Bence biriyle birlikte olmanın tüm amacı, onlarla konuşabilmek ve her şeyi oluruna bırakabilmek ve hatta en kötü anında bile seni hâlâ sevip seninle hâlâ konuşmak istemeleri ve sana değer vermeleri.
Je crois que tout l'intérêt d'être avec quelqu'un c'est de pouvoir lui parler de tout et même quand tu es sous ton plus mauvais jour, il t'aime toujours, veut toujours te parler et se fait du souci pour toi
Ben hayatımı seninle birlikte geçirmek istiyorum.
Je voulais passer ma vie avec toi.
Seninle konuşmaya ya da birlikte yaşamaya iznim yok artık.

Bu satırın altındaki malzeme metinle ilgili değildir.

use color_eyre::{eyre::eyre, Result};
use relaymesh::config::{self, GpioBackend, NodeConfig, Role};
use relaymesh::device::{DeviceId, HardwareAddress, IdentitySource, InterfaceIdentity};
use relaymesh::lifecycle::{Lifecycle, RESTART_EXIT_CODE};
use relaymesh::link::{BrokerLink, MeshTransport, MeshUplink, UdpMesh, Uplink};
use relaymesh::node::root::{run_root, RootInbound};
use relaymesh::node::{boot, leaf::run_leaf, NodeParts};
use relaymesh::provisioning::{confirm_network_join, spawn_announcer, Provisioning};
use relaymesh::relay::{dispatch, rpi::RppalBoard, sim::SimulatedBoard, PinBank};
use relaymesh::storage::{self, TomlFlagStore};
use relaymesh::FatalError;
use std::path::PathBuf;
use std::process::ExitCode;
use std::sync::Arc;
use tokio::task::JoinSet;
use tracing::{error, info, warn, Level};
use tracing_subscriber::FmtSubscriber;

#[tokio::main]
async fn main() -> Result<ExitCode> {
    setup()?;

    let config_path = match std::env::args().nth(1) {
        Some(path) => PathBuf::from(path),
        None => config::default_path()?,
    };
    NodeConfig::ensure_default(&config_path).await?;
    let config = NodeConfig::load(&config_path).await?;
    info!("Loaded {:?} config from {}", config.role, config_path.display());

    let address = resolve_address(&config)?;
    let store = storage::shared(TomlFlagStore::open(&config.storage.path)?);
    let (lifecycle, mut restarts) = Lifecycle::new();
    let board = open_board(&config)?;

    let mut tasks: JoinSet<Result<(), FatalError>> = JoinSet::new();

    match config.role {
        Role::Root => {
            let id = DeviceId::from(address);
            let broker = BrokerLink::spawn(&config.broker, &id);
            let (mesh, mesh_rx, _mesh_task) =
                UdpMesh::bind(address, &config.mesh.bind, None).await?;
            let uplink: Arc<dyn Uplink> = Arc::new(broker.uplink);

            let ctx = boot(parts(&config, address, board, store.clone(), uplink, lifecycle.clone()))
                .await?;
            let provisioning = Provisioning::resume(ctx.device_id.clone(), store.clone()).await;
            if let Some(token) = provisioning.announcer_token() {
                spawn_announcer(ctx.clone(), token, config.timing.announce());
            }

            let joined = broker.joined;
            let join_store = store.clone();
            let join_lifecycle = lifecycle.clone();
            tasks.spawn(async move {
                if joined.await.is_ok() {
                    confirm_network_join(&join_store, &join_lifecycle).await?;
                }
                Ok(())
            });
            tasks.spawn(dispatch::run(ctx.clone()));
            tasks.spawn(run_root(
                ctx,
                Arc::new(mesh),
                RootInbound {
                    broker: broker.inbound,
                    mesh: mesh_rx,
                },
                provisioning,
            ));
        }
        Role::Leaf => {
            let upstream = config
                .mesh
                .upstream
                .as_deref()
                .ok_or_else(|| eyre!("Leaf nodes need mesh.upstream"))?;
            let (mesh, mesh_rx, _mesh_task) =
                UdpMesh::bind(address, &config.mesh.bind, Some(upstream)).await?;
            let mesh: Arc<dyn MeshTransport> = Arc::new(mesh);
            let uplink: Arc<dyn Uplink> = Arc::new(MeshUplink::new(mesh));

            let ctx = boot(parts(&config, address, board, store.clone(), uplink, lifecycle.clone()))
                .await?;
            confirm_network_join(&store, &lifecycle).await?;

            let provisioning = Provisioning::resume(ctx.device_id.clone(), store.clone()).await;
            if let Some(token) = provisioning.announcer_token() {
                spawn_announcer(ctx.clone(), token, config.timing.announce());
            }
            tasks.spawn(dispatch::run(ctx.clone()));
            tasks.spawn(run_leaf(ctx, mesh_rx, provisioning));
        }
    }

    let restart = ExitCode::from(RESTART_EXIT_CODE);
    let code = tokio::select! {
        reason = restarts.recv() => match reason {
            Some(reason) => {
                info!("Exiting for restart ({})", reason);
                restart
            }
            None => {
                warn!("Lifecycle channel closed");
                ExitCode::FAILURE
            }
        },
        Some(result) = tasks.join_next() => match result {
            Ok(Ok(())) => {
                // Tasks only finish on their own after requesting a restart
                if let Ok(reason) = restarts.try_recv() {
                    info!("Exiting for restart ({})", reason);
                    restart
                } else {
                    warn!("Node task finished");
                    ExitCode::FAILURE
                }
            }
            Ok(Err(e)) => {
                error!("Fatal: {}", e);
                return Err(e.into());
            }
            Err(e) => return Err(eyre!("Node task panicked: {}", e)),
        },
        _ = tokio::signal::ctrl_c() => {
            info!("Interrupted, shutting down");
            ExitCode::SUCCESS
        }
    };

    tasks.abort_all();
    Ok(code)
}

fn setup() -> Result<()> {
    if std::env::var("RUST_LIB_BACKTRACE").is_err() {
        std::env::set_var("RUST_LIB_BACKTRACE", "0")
    }
    color_eyre::install()?;
    if std::env::var("RUST_LOG").is_err() {
        std::env::set_var("RUST_LOG", "info")
    }
    setup_logging_env();
    Ok(())
}

fn setup_logging_env() {
    let level = std::env::var("RUST_LOG")
        .ok()
        .and_then(|value| value.parse::<Level>().ok())
        .unwrap_or(Level::INFO);

    FmtSubscriber::builder()
        .with_max_level(level)
        .with_target(false)
        .with_thread_ids(true)
        .with_file(true)
        .with_line_number(true)
        .init();
}

fn resolve_address(config: &NodeConfig) -> Result<HardwareAddress> {
    let address = match &config.identity.hardware_address {
        Some(fixed) => fixed.parse::<HardwareAddress>()?,
        None => InterfaceIdentity {
            interface: config.identity.interface.clone(),
        }
        .hardware_address()?,
    };
    info!("Hardware address {}", address);
    Ok(address)
}

fn open_board(config: &NodeConfig) -> Result<Arc<dyn PinBank>> {
    let board: Arc<dyn PinBank> = match config.gpio.backend {
        GpioBackend::Rppal => Arc::new(RppalBoard::open()?),
        GpioBackend::Simulated => {
            info!("Using simulated GPIO board");
            Arc::new(SimulatedBoard::with_wired_buttons(&config.gpio.simulated_wired))
        }
    };
    Ok(board)
}

fn parts(
    config: &NodeConfig,
    address: HardwareAddress,
    board: Arc<dyn PinBank>,
    store: storage::SharedStore,
    uplink: Arc<dyn Uplink>,
    lifecycle: Lifecycle,
) -> NodeParts {
    NodeParts {
        device_name: config.device_name.clone(),
        address,
        board,
        gpio: config.gpio.clone(),
        timing: config.timing.clone(),
        store,
        uplink,
        lifecycle,
    }
}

J'ai pas le droit de te parler. Ni de vivre avec toi.
Seninle birlikte gözden geçirmek istedim.
Je voulais faire le point.
Rachel ile birlikte seninle yaşamak için geldiğimiz ilk günü...
Comme le premier jour où Rachel et moi sommes arrivées.
O gün kilisede, İsa Efendiye.. seninle o çocuğu birlikte yapmamasını söylüyordun, ama bugün sizin nişanınız var... nişan
Ce jour-là, à l'église, vous Lui avez dit d'empêcher ce garçon de vous aimer, mais, aujourd'hui, ce sont vos financements...
Bence inanılmaz birisin ve seninle birlikte olmak istiyorum. Aa... Ama...
Mais j'ai l'impression que toute ma vie... j'ai pris des décisions en lien avec mes émotions, sans vraiment me soucier de ce qui est bon pour moi.
... ama burada olmak seninle birlikte.
- Avec toi... - Oh.
Evet ama seninle ve birlikte çocuk yaptığınız başka bir adam arasındaki.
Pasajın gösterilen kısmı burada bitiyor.